■ Try it ■
Among the lines of the data, copy those that hold "ErrorResponse".

■ Source information ■
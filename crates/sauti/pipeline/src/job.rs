//! Job records tracked by the ingestion queue.

use chrono::{DateTime, Utc};
use sauti_types::FeedbackEvent;
use serde::{Deserialize, Serialize};
use std::fmt;
use uuid::Uuid;

/// Unique identifier assigned to a queued feedback job.
#[derive(Debug, Clone, Copy, PartialEq, Eq, Hash, Serialize, Deserialize)]
pub struct JobId(Uuid);

impl JobId {
    pub fn generate() -> Self {
        Self(Uuid::new_v4())
    }

    pub fn as_uuid(&self) -> &Uuid {
        &self.0
    }
}

impl fmt::Display for JobId {
    fn fmt(&self, f: &mut fmt::Formatter<'_>) -> fmt::Result {
        write!(f, "job:{}", self.0)
    }
}

/// Lifecycle state of one job.
#[derive(Debug, Clone, Copy, PartialEq, Eq, Serialize, Deserialize)]
#[serde(rename_all = "lowercase")]
pub enum JobState {
    Queued,
    Active,
    /// Terminal success, including the duplicate no-op case.
    Completed,
    /// Terminal failure after exhausting retries. Retained for operators.
    Failed,
}

/// One tracked job: the immutable event plus processing bookkeeping.
#[derive(Debug, Clone, Serialize, Deserialize)]
pub struct JobRecord {
    pub id: JobId,
    pub event: FeedbackEvent,
    pub state: JobState,
    pub attempts: u32,
    pub enqueued_at: DateTime<Utc>,
    pub finished_at: Option<DateTime<Utc>>,
    pub last_error: Option<String>,
}

impl JobRecord {
    pub fn new(id: JobId, event: FeedbackEvent) -> Self {
        Self {
            id,
            event,
            state: JobState::Queued,
            attempts: 0,
            enqueued_at: Utc::now(),
            finished_at: None,
            last_error: None,
        }
    }
}
//! Error types for the service crate.

use axum::{
    http::StatusCode,
    response::{IntoResponse, Response},
    Json,
};
use sauti_engine::EngineError;
use sauti_pipeline::QueueError;
use sauti_store::StoreError;
use serde::Serialize;
use thiserror::Error;

/// Daemon-level errors (startup and lifecycle).
#[derive(Debug, Error)]
pub enum ServiceError {
    #[error("configuration error: {0}")]
    Config(String),

    #[error("io error: {0}")]
    Io(#[from] std::io::Error),
}

/// Result type for daemon lifecycle operations.
pub type ServiceResult<T> = Result<T, ServiceError>;

/// Request-scoped API errors.
#[derive(Debug, Error)]
pub enum ApiError {
    #[error("bad request: {0}")]
    BadRequest(String),

    #[error("unauthorized")]
    Unauthorized,

    /// Rejected by policy; carries the enabled entity types for the caller.
    #[error("entity type \"{rejected}\" is disabled or not recognized")]
    TypeDisabled {
        rejected: String,
        enabled: Vec<sauti_types::EntityType>,
    },

    #[error("not found: {0}")]
    NotFound(String),

    #[error("internal error: {0}")]
    Internal(String),
}

/// Result type for API handlers.
pub type ApiResult<T> = Result<T, ApiError>;

impl From<StoreError> for ApiError {
    fn from(err: StoreError) -> Self {
        ApiError::Internal(err.to_string())
    }
}

impl From<EngineError> for ApiError {
    fn from(err: EngineError) -> Self {
        ApiError::Internal(err.to_string())
    }
}

impl From<QueueError> for ApiError {
    fn from(err: QueueError) -> Self {
        ApiError::Internal(err.to_string())
    }
}

/// Error response body.
#[derive(Debug, Serialize)]
pub struct ErrorResponse {
    pub error: String,
    pub code: String,
    #[serde(skip_serializing_if = "Option::is_none")]
    pub details: Option<serde_json::Value>,
}

impl IntoResponse for ApiError {
    fn into_response(self) -> Response {
        let (status, code, details) = match &self {
            ApiError::BadRequest(_) => (StatusCode::BAD_REQUEST, "BAD_REQUEST", None),
            ApiError::Unauthorized => (StatusCode::UNAUTHORIZED, "UNAUTHORIZED", None),
            ApiError::TypeDisabled { enabled, .. } => (
                StatusCode::FORBIDDEN,
                "TYPE_DISABLED",
                serde_json::to_value(enabled).ok().map(|v| {
                    serde_json::json!({ "enabled_types": v })
                }),
            ),
            ApiError::NotFound(_) => (StatusCode::NOT_FOUND, "NOT_FOUND", None),
            ApiError::Internal(_) => (StatusCode::INTERNAL_SERVER_ERROR, "INTERNAL", None),
        };

        if status.is_server_error() {
            tracing::error!(error = %self, "request failed");
        }

        let body = ErrorResponse {
            error: self.to_string(),
            code: code.to_string(),
            details,
        };
        (status, Json(body)).into_response()
    }
}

■ Solution ■
pub struct ErrorResponse {
        let body = ErrorResponse {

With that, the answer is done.